Drive Up
Scotch Plains, NJ → Amherst, MA → Portland, ME · Monday, July 27
Eric Carle Museum of Picture Book Art
The only full-scale picture book art museum in the US, founded by Eric Carle in 2002. Three galleries, an art studio, a reading library, and a bookshop on 7.5 acres bordering Hampshire College. Great for anyone who loves illustration, children's literature, or art in a relaxed, unhurried setting.
July perk: The museum stays open until 8pm on Thursdays for their Sunset Thursdays series, but on a Monday standard hours apply (10am–4pm). You'll have plenty of time before heading north.
125 West Bay Road, Amherst, MA 01002 · (413) 559-6300
carlemuseum.org
Grab lunch before heading north
Amherst is a college town with a lively food scene. The museum has a café on-site if you want to keep it simple. Otherwise, downtown Amherst is a 5-minute drive with bakeries, cafés, and restaurants worth a quick stop.
Amherst → Portland
Head north on I-91 to I-93 or I-95. Cross into Maine through Kittery — you'll pass right by the outlets if you want a quick stretch and browse. Continue up I-95 to Portland.
Check-in: 3:00 PM at 8 Garrison Street Extension, Portland. The studio is the second house on the right on the unpaved extension of Garrison Street — look for the white house with a black barn and copper star. Entrance is on the right side of the barn.
Kittery outlets detour (~35 min south of Portland)
Kittery Trading Post and the Kittery outlets are right off I-95 and a reasonable detour if you want a leg stretch. Not strictly necessary, just easy to pop in on the way.
Where You're Staying
8 Garrison Street Extension, Portland, ME 04102
Airbnb Barn Studio · Jim & Deb's Property
Directions to the Studio
Search "8 Garrison Street Extension" on Google Maps (listed as "Exn."). At the end of Garrison Street, look straight across Westbrook St — you'll see an unpaved lane. The property is the second house on the right: white house, black barn with a copper star on the front.
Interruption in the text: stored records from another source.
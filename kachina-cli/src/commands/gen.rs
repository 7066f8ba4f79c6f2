//! `kachina gen`

use std::path::PathBuf;

use anyhow::Context;
use clap::Args;

use kachina_builder::{
    HashTreeOptions, assemble_manifest, compute_deletes, diff_tree, hash_tree, hash_tree_only,
};
use kachina_format::HashAlgorithm;
use kachina_update::InstallerProfile;

#[derive(Args, Debug)]
pub struct GenArgs {
    /// Parallel hashing jobs
    #[arg(short, long, default_value_t = 4)]
    jobs: usize,

    /// Release tree to hash
    #[arg(short = 'i', long)]
    input: PathBuf,

    /// Manifest JSON output path
    #[arg(short, long)]
    metadata: PathBuf,

    /// Previous release tree(s) to diff against
    #[arg(short = 'd', long = "diff-against")]
    prev: Vec<PathBuf>,

    /// Content-addressed staging output directory
    #[arg(short, long)]
    out: PathBuf,

    /// Registration name for the generated installer profile
    #[arg(short = 'r', long)]
    reg_name: String,

    /// Version tag of this release
    #[arg(short = 't', long)]
    tag: String,

    /// File name of the updater executable inside the release tree
    #[arg(short = 'u', long)]
    updater: String,

    /// Hash with xxHash-64 instead of MD5
    #[arg(long)]
    xxh: bool,

    /// Extra ignore globs (gitignore semantics)
    #[arg(long = "ignore")]
    ignore_rules: Vec<String>,

    /// Also emit an installer profile JSON next to the manifest
    #[arg(long)]
    config_out: Option<PathBuf>,
}

pub async fn handle(args: GenArgs) -> anyhow::Result<()> {
    let algorithm = if args.xxh {
        HashAlgorithm::Xxh64
    } else {
        HashAlgorithm::Md5
    };

    let options = HashTreeOptions {
        algorithm,
        jobs: args.jobs,
        ignore_rules: args.ignore_rules.clone(),
        installer_name: Some(args.updater.clone()),
    };
    let hashed = hash_tree(&args.input, &args.out, &options)
        .await
        .context("hashing release tree")?;

    let mut patches = Vec::new();
    let mut deletes = Vec::new();
    if !args.prev.is_empty() {
        let prev_dirs: Vec<&std::path::Path> = args.prev.iter().map(PathBuf::as_path).collect();
        patches = diff_tree(&prev_dirs, &args.input, &hashed, algorithm, &args.out, args.jobs)
            .await
            .context("generating patches")?;
        // Deletes come from the most recent prior version.
        let prev_hashed = hash_tree_only(&prev_dirs[0], algorithm, args.jobs).await?;
        deletes = compute_deletes(&prev_hashed, &hashed);
    }

    let manifest = assemble_manifest(&args.tag, hashed, patches, deletes)?;
    std::fs::write(&args.metadata, serde_json::to_vec_pretty(&manifest)?)
        .with_context(|| format!("writing manifest {:?}", args.metadata))?;

    if let Some(config_out) = &args.config_out {
        let profile = InstallerProfile {
            name: args.reg_name.clone(),
            reg_name: Some(args.reg_name.clone()),
            publisher: None,
            updater_name: args.updater.clone(),
            metadata_name: ".metadata.json".to_string(),
            user_data_paths: Vec::new(),
        };
        std::fs::write(config_out, serde_json::to_vec_pretty(&profile)?)
            .with_context(|| format!("writing profile {config_out:?}"))?;
    }

    println!(
        "generated {} ({} files, {} patches, {} deletes)",
        manifest.tag_name,
        manifest.hashed.len(),
        manifest.patches.len(),
        manifest.deletes.len()
    );
    Ok(())
}
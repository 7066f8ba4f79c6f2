//! User-facing error mapping
//!
//! Wire errors are meaningless to most users; the mapper turns the
//! common ones into actionable hints. The original error text is always
//! appended so reports stay debuggable.

use crate::error::UpdateError;

/// Map an error to a user-facing message with the original appended
pub fn friendly_message(error: &UpdateError) -> String {
    let hint = hint_for(error);
    match hint {
        Some(hint) => format!("{hint} ({error})"),
        None => error.to_string(),
    }
}

fn hint_for(error: &UpdateError) -> Option<&'static str> {
    match error {
        UpdateError::Download(e) => hint_for_download(e),
        UpdateError::TaskFailed { source, .. } => hint_for(source),
        UpdateError::LockedFiles { .. } => Some(
            "Some files are in use by another program. Close the application and try again",
        ),
        UpdateError::HashMismatch { .. } => {
            Some("A downloaded file was corrupted in transit. Try again or switch download source")
        }
        UpdateError::MissingUninstallMetadata => {
            Some("The installation records are missing; reinstall to repair them")
        }
        UpdateError::CorruptInstall { .. } => {
            Some("The local installation looks damaged; a reinstall is required")
        }
        _ => None,
    }
}

fn hint_for_download(error: &kachina_cdn::Error) -> Option<&'static str> {
    match error {
        kachina_cdn::Error::Http(e) if e.is_connect() => {
            Some("Download server problem; check your connection or switch source")
        }
        kachina_cdn::Error::Http(e) if e.is_timeout() => {
            Some("The download server is responding slowly; try again or switch source")
        }
        kachina_cdn::Error::Stalled { .. } => {
            Some("The download stalled; check your connection or switch source")
        }
        kachina_cdn::Error::RateLimited { .. } => {
            Some("The download server is rate limiting; wait a moment and retry")
        }
        kachina_cdn::Error::NotFound { .. } => {
            Some("The update is not available on this source; switch source")
        }
        kachina_cdn::Error::RangeNotSupported { .. } => {
            Some("This download source does not support resumable transfers; switch source")
        }
        _ => None,
    }
}

#[cfg(test)]
mod tests {
    use super::*;

    #[test]
    fn test_original_text_always_present() {
        let error = UpdateError::LockedFiles {
            paths: vec!["app.exe".to_string()],
        };
        let message = friendly_message(&error);
        assert!(message.contains("Close the application"));
        assert!(message.contains("app.exe"));
    }

    #[test]
    fn test_task_failure_unwraps_to_inner_hint() {
        let error = UpdateError::TaskFailed {
            file: "data.bin".to_string(),
            attempts: 3,
            source: Box::new(UpdateError::HashMismatch {
                file: "data.bin".to_string(),
                expected: "aa".to_string(),
                actual: "bb".to_string(),
            }),
        };
        assert!(friendly_message(&error).contains("corrupted in transit"));
    }

    #[test]
    fn test_unmapped_errors_pass_through() {
        let error = UpdateError::Cancelled;
        assert_eq!(friendly_message(&error), "update cancelled");
    }
}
- Parking for one car on the left side of the driveway
- Studio entrance on the right side of the barn — follow the path to the door
- Inside the barn, the studio door is on the left
Getting in & staying connected
Door code: Key in code → light blinks on top center button → turn knob counter-clockwise. To lock: press top center button → light blinks → turn knob clockwise.
WiFi Network: Moto176A | Password: dwnkp59857
Studio details
A 150-year-old post-and-beam barn converted into a studio on the banks of the Stroudwater and Fore Rivers. Organic cotton sheets, down pillows, hotel-quality queen mattress, full contemporary bathroom with Maine-made body care. Roku TV, coffee and light breakfast staples, and AC (though the two front windows give great ventilation).
Hot water: On-demand, takes about one minute to reach the faucet — let it run.
Bathroom: Nothing in the toilet but toilet paper.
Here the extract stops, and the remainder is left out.